As shown in fig. 6, which is an assembly diagram for welding a sputtering ring, after a mandrel 101 is fixed on a chuck of a vacuum electron beam welding machine and adjusted, a partition plate 102 is firstly installed on the mandrel 101, then the sputtering ring 200 and the partition plate 102 are sequentially installed, the sputtering ring 200 and the partition plate 102 are installed for 3 times, a third sleeve 107 is sleeved on the mandrel 101, finally, after a baffle 105 is installed on the third sleeve 107, a bolt 103 is screwed, and a top on a worktable of the vacuum electron beam welding machine is jacked on the bolt 103, so that the batch welding assembly of the sputtering rings is completed. Closing the furnace door, and vacuumizing to 5X 10 of vacuum degree^-2And (6) welding after Pa. Before welding, an electron beam is led at low power and is struck on a welding seam, a current beam leading coordinate point is taken, then another point coordinate is taken in the diameter direction, and the position of a circle center X coordinate is determined. Similarly, in the cross direction, an electron beam is firstly led with low power and is shot at the position of the welding seam, a current beam leading coordinate point is taken, then another point coordinate is taken in the diameter direction, and the Y coordinate position of the circle center is determined. After the coordinate of the circle center is determined, parameters of high voltage, beam current and scanning linear velocity are set, and circular scanning is conducted on a vacuum electron beam welding machine in a programming mode. Firstly, the beam is not led, analog scanning is carried out, and the coordinate point and the position of the circle center of the accessory are verifiedCorrectness of programming sequence. And after the verification is correct, beam-leading welding can be carried out. And the like, welding the support 203 and the electrode 202.
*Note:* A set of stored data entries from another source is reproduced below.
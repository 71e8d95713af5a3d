//! Run artifact storage (CSV snapshots, run metadata) + HTTP fetch utilities for revu.

use std::path::{Path, PathBuf};
use std::time::Duration;

use anyhow::Context;
use chrono::Local;
use reqwest::StatusCode;
use revu_core::{sha256_hex, RawBatch, RawReview, Review, ReviewColumn, RunId};
use serde::{Deserialize, Serialize};
use thiserror::Error;
use tokio::fs;
use tokio::io::AsyncWriteExt;
use tracing::{debug, info, info_span, Instrument};
use uuid::Uuid;

pub const CRATE_NAME: &str = "revu-storage";

#[derive(Debug, Error)]
pub enum StorageError {
    #[error("input file not found: {}", .0.display())]
    InputNotFound(PathBuf),
}

#[derive(Debug, Clone)]
pub struct StoredArtifact {
    pub content_hash: String,
    pub path: PathBuf,
    pub byte_size: usize,
}

/// Small observability record written once per run next to the processed snapshot.
#[derive(Debug, Clone, Serialize, Deserialize)]
pub struct RunMetadata {
    pub run_id: RunId,
    pub timestamp: String,
    pub rows_raw: usize,
    pub rows_processed: usize,
    pub columns: Vec<String>,
    pub config: serde_json::Value,
}

impl RunMetadata {
    pub fn new(
        run_id: RunId,
        rows_raw: usize,
        rows_processed: usize,
        config: &impl Serialize,
    ) -> anyhow::Result<Self> {
        Ok(Self {
            run_id,
            timestamp: Local::now().to_rfc3339(),
            rows_raw,
            rows_processed,
            columns: ReviewColumn::all_names(),
            config: serde_json::to_value(config).context("serializing run configuration")?,
        })
    }
}

/// Writes per-run snapshots under a raw and a processed directory.
#[derive(Debug, Clone)]
pub struct RunArtifactStore {
    raw_dir: PathBuf,
    processed_dir: PathBuf,
}

impl RunArtifactStore {
    pub fn new(raw_dir: impl Into<PathBuf>, processed_dir: impl Into<PathBuf>) -> Self {
        Self {
            raw_dir: raw_dir.into(),
            processed_dir: processed_dir.into(),
        }
    }

    pub fn raw_csv_path(&self, run_id: &RunId) -> PathBuf {
        self.raw_dir.join(format!("reviews_raw_{run_id}.csv"))
    }

    pub fn processed_csv_path(&self, run_id: &RunId) -> PathBuf {
        self.processed_dir
            .join(format!("reviews_processed_{run_id}.csv"))
    }

    pub fn metadata_path(&self, run_id: &RunId) -> PathBuf {
        self.processed_dir
            .join(format!("run_metadata_{run_id}.json"))
    }

    pub async fn write_raw(&self, run_id: &RunId, batch: &RawBatch) -> anyhow::Result<StoredArtifact> {
        let bytes = encode_raw_csv(batch)?;
        store_bytes(&self.raw_csv_path(run_id), &bytes).await
    }

    pub async fn write_processed(
        &self,
        run_id: &RunId,
        reviews: &[Review],
    ) -> anyhow::Result<StoredArtifact> {
        let bytes = encode_processed_csv(reviews)?;
        store_bytes(&self.processed_csv_path(run_id), &bytes).await
    }

    pub async fn write_metadata(&self, metadata: &RunMetadata) -> anyhow::Result<StoredArtifact> {
        let bytes = serde_json::to_vec_pretty(metadata).context("serializing run metadata")?;
        store_bytes(&self.metadata_path(&metadata.run_id), &bytes).await
    }
}

/// Write bytes through a sibling temp file and an atomic rename.
pub async fn store_bytes(path: &Path, bytes: &[u8]) -> anyhow::Result<StoredArtifact> {
    let parent = path.parent().unwrap_or_else(|| Path::new("."));
    fs::create_dir_all(parent)
        .await
        .with_context(|| format!("creating artifact directory {}", parent.display()))?;

    let temp_path = parent.join(format!(".{}.{}.tmp", Uuid::new_v4(), bytes.len()));
    let mut file = fs::OpenOptions::new()
        .create_new(true)
        .write(true)
        .open(&temp_path)
        .await
        .with_context(|| format!("opening temp artifact file {}", temp_path.display()))?;
    file.write_all(bytes)
        .await
        .with_context(|| format!("writing temp artifact file {}", temp_path.display()))?;
    file.flush()
        .await
        .with_context(|| format!("flushing temp artifact file {}", temp_path.display()))?;
    drop(file);

    if let Err(err) = fs::rename(&temp_path, path).await {
        let _ = fs::remove_file(&temp_path).await;
        return Err(err).with_context(|| {
            format!(
                "atomically renaming temp artifact {} -> {}",
                temp_path.display(),
                path.display()
            )
        });
    }

    debug!(path = %path.display(), bytes = bytes.len(), "stored artifact");
    Ok(StoredArtifact {
        content_hash: sha256_hex(bytes),
        path: path.to_path_buf(),
        byte_size: bytes.len(),
    })
}

fn finish_csv(writer: csv::Writer<Vec<u8>>) -> anyhow::Result<Vec<u8>> {
    writer
        .into_inner()
        .map_err(|err| anyhow::anyhow!("flushing csv buffer: {}", err.error()))
}

/// Raw snapshot in the batch's own column layout, extra columns included.
pub fn encode_raw_csv(batch: &RawBatch) -> anyhow::Result<Vec<u8>> {
    let mut writer = csv::Writer::from_writer(Vec::new());
    writer
        .write_record(&batch.columns)
        .context("writing csv header")?;
    for row in 0..batch.len() {
        writer
            .write_record(
                batch
                    .columns
                    .iter()
                    .map(|name| batch.cell(row, name).unwrap_or_default()),
            )
            .context("writing csv row")?;
    }
    finish_csv(writer)
}

pub fn encode_processed_csv(reviews: &[Review]) -> anyhow::Result<Vec<u8>> {
    let mut writer = csv::WriterBuilder::new()
        .has_headers(false)
        .from_writer(Vec::new());
    writer
        .write_record(ReviewColumn::ALL.iter().map(|c| c.as_str()))
        .context("writing csv header")?;
    for review in reviews {
        writer.serialize(review).context("writing csv row")?;
    }
    finish_csv(writer)
}

/// Load a raw review CSV. Empty cells read as null; non-review columns are kept as extras.
pub fn read_raw_csv(path: impl AsRef<Path>) -> anyhow::Result<RawBatch> {
    let path = path.as_ref();
    if !path.exists() {
        return Err(StorageError::InputNotFound(path.to_path_buf()).into());
    }
    let mut reader = csv::ReaderBuilder::new()
        .flexible(true)
        .from_path(path)
        .with_context(|| format!("opening {}", path.display()))?;
    let headers = reader
        .headers()
        .with_context(|| format!("reading header of {}", path.display()))?
        .clone();

    let columns: Vec<String> = headers.iter().map(|h| h.trim().to_string()).collect();
    let mapping: Vec<Option<ReviewColumn>> =
        columns.iter().map(|h| ReviewColumn::from_name(h)).collect();
    let mut extra: Vec<(String, Vec<Option<String>>)> = columns
        .iter()
        .zip(&mapping)
        .filter(|(_, m)| m.is_none())
        .map(|(name, _)| (name.clone(), Vec::new()))
        .collect();
    if !extra.is_empty() {
        debug!(path = %path.display(), extra = extra.len(), "carrying non-review columns");
    }

    let mut rows = Vec::new();
    for (line, record) in reader.records().enumerate() {
        let record =
            record.with_context(|| format!("reading row {} of {}", line + 1, path.display()))?;
        let mut row = RawReview::default();
        let mut extra_cells = extra.iter_mut();
        for (i, column) in mapping.iter().enumerate() {
            let value = record
                .get(i)
                .filter(|cell| !cell.is_empty())
                .map(str::to_string);
            match column {
                Some(column) => row.set(*column, value),
                None => {
                    if let Some((_, cells)) = extra_cells.next() {
                        cells.push(value);
                    }
                }
            }
        }
        rows.push(row);
    }

    info!(path = %path.display(), rows = rows.len(), cols = columns.len(), "loaded raw csv");
    Ok(RawBatch {
        columns,
        rows,
        extra,
    })
}

#[derive(Debug, Clone)]
pub struct HttpClientConfig {
    pub timeout: Duration,
    pub user_agent: Option<String>,
}

impl Default for HttpClientConfig {
    fn default() -> Self {
        Self {
            timeout: Duration::from_secs(20),
            user_agent: None,
        }
    }
}

#[derive(Debug, Clone)]
pub struct FetchedResponse {
    pub status: StatusCode,
    pub final_url: String,
    pub body: Vec<u8>,
}

impl FetchedResponse {
    pub fn text(&self) -> String {
        String::from_utf8_lossy(&self.body).into_owned()
    }
}

#[derive(Debug, Error)]
pub enum FetchError {
    #[error("request failed: {0}")]
    Request(#[from] reqwest::Error),
    #[error("http status {status} for {url}")]
    HttpStatus { status: u16, url: String },
}

/// Single-shot HTTP client: any transport error or non-success status is returned as-is.
#[derive(Debug, Clone)]
pub struct HttpFetcher {
    client: reqwest::Client,
}

impl HttpFetcher {
    pub fn new(config: HttpClientConfig) -> anyhow::Result<Self> {
        let mut builder = reqwest::Client::builder()
            .gzip(true)
            .brotli(true)
            .timeout(config.timeout);

        if let Some(user_agent) = &config.user_agent {
            builder = builder.user_agent(user_agent.clone());
        }

        let client = builder.build().context("building reqwest client")?;
        Ok(Self { client })
    }

    pub async fn get(&self, url: &str) -> Result<FetchedResponse, FetchError> {
        let span = info_span!("http_fetch", method = "GET", url);
        self.send(self.client.get(url)).instrument(span).await
    }

    pub async fn post_form(
        &self,
        url: &str,
        form: &[(&str, &str)],
    ) -> Result<FetchedResponse, FetchError> {
        let span = info_span!("http_fetch", method = "POST", url);
        self.send(self.client.post(url).form(form))
            .instrument(span)
            .await
    }

    async fn send(&self, request: reqwest::RequestBuilder) -> Result<FetchedResponse, FetchError> {
        let resp = request.send().await?;
        let status = resp.status();
        let final_url = resp.url().to_string();
        debug!(status = status.as_u16(), "response received");

        if !status.is_success() {
            return Err(FetchError::HttpStatus {
                status: status.as_u16(),
                url: final_url,
            });
        }

        let body = resp.bytes().await?.to_vec();
        Ok(FetchedResponse {
            status,
            final_url,
            body,
        })
    }
}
It can be seen from examples 1-4 that only one evacuation and one cooling time is required when welding a plurality of sputtering rings 200, as is the case when welding one sputtering ring 200, which corresponds to saving N-1 evacuation and cooling times when welding N sputtering rings 200. Moreover, during batch welding, only coordinate adjustment and determination are needed to be carried out on the first sputtering ring to be welded, and other sputtering rings 200 can be automatically welded after being programmed, so that the time for coordinate adjustment and determination for N-1 times is reduced. In conclusion, the sputtering ring batch welding assembly and the method save time, improve production efficiency, improve equipment utilization rate and correspondingly reduce production cost of enterprises.
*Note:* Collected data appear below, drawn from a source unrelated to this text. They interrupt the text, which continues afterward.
/// Quantile with linear interpolation between closest ranks.
pub fn quantile(values: &[f64], q: f64) -> Option<f64> {
    if values.is_empty() {
        return None;
    }
    let mut sorted = values.to_vec();
    sorted.sort_by(f64::total_cmp);
    let pos = q.clamp(0.0, 1.0) * (sorted.len() - 1) as f64;
    let lo = pos.floor() as usize;
    let hi = pos.ceil() as usize;
    Some(sorted[lo] + (sorted[hi] - sorted[lo]) * (pos - lo as f64))
}

/// Frequency table, most frequent first; ties keep first-seen order.
fn value_counts<I: IntoIterator<Item = String>>(values: I) -> Vec<Count> {
    let mut counts: Vec<Count> = Vec::new();
    let mut index: HashMap<String, usize> = HashMap::new();
    for value in values {
        match index.get(&value) {
            Some(&i) => counts[i].count += 1,
            None => {
                index.insert(value.clone(), counts.len());
                counts.push(Count { value, count: 1 });
            }
        }
    }
    counts.sort_by(|a, b| b.count.cmp(&a.count));
    counts
}

fn format_number(value: f64) -> String {
    if value.fract() == 0.0 {
        format!("{value:.0}")
    } else {
        value.to_string()
    }
}

fn rating_stats(values: &[Option<f64>]) -> RatingStats {
    let mut by_value: BTreeMap<i64, (f64, usize)> = BTreeMap::new();
    let mut nulls = 0usize;
    let mut present = Vec::new();
    for value in values {
        match value {
            Some(v) => {
                // keyed by the rating scaled to three decimals
                let entry = by_value.entry((v * 1000.0).round() as i64).or_insert((*v, 0));
                entry.1 += 1;
                present.push(*v);
            }
            None => nulls += 1,
        }
    }
    let mut counts: Vec<Count> = by_value
        .into_values()
        .map(|(v, count)| Count {
            value: format_number(v),
            count,
        })
        .collect();
    if nulls > 0 {
        counts.push(Count {
            value: "missing".to_string(),
            count: nulls,
        });
    }
    let has_values = !present.is_empty();
    RatingStats {
        counts,
        mean: mean(&present),
        median: quantile(&present, 0.5),
        std: has_values.then(|| sample_std(&present)),
    }
}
The foregoing embodiments are merely illustrative of the principles of the present invention and its efficacy, and are not to be construed as limiting the invention. Many modifications may be made to the present invention without departing from the spirit or scope of the general inventive concept, and those skilled in the art may make modifications and variations to the above-described embodiments without departing from the spirit or scope of the invention. Accordingly, it is intended that all equivalent modifications or changes which can be made by those skilled in the art without departing from the spirit and technical spirit of the present invention be covered by the claims of the present invention.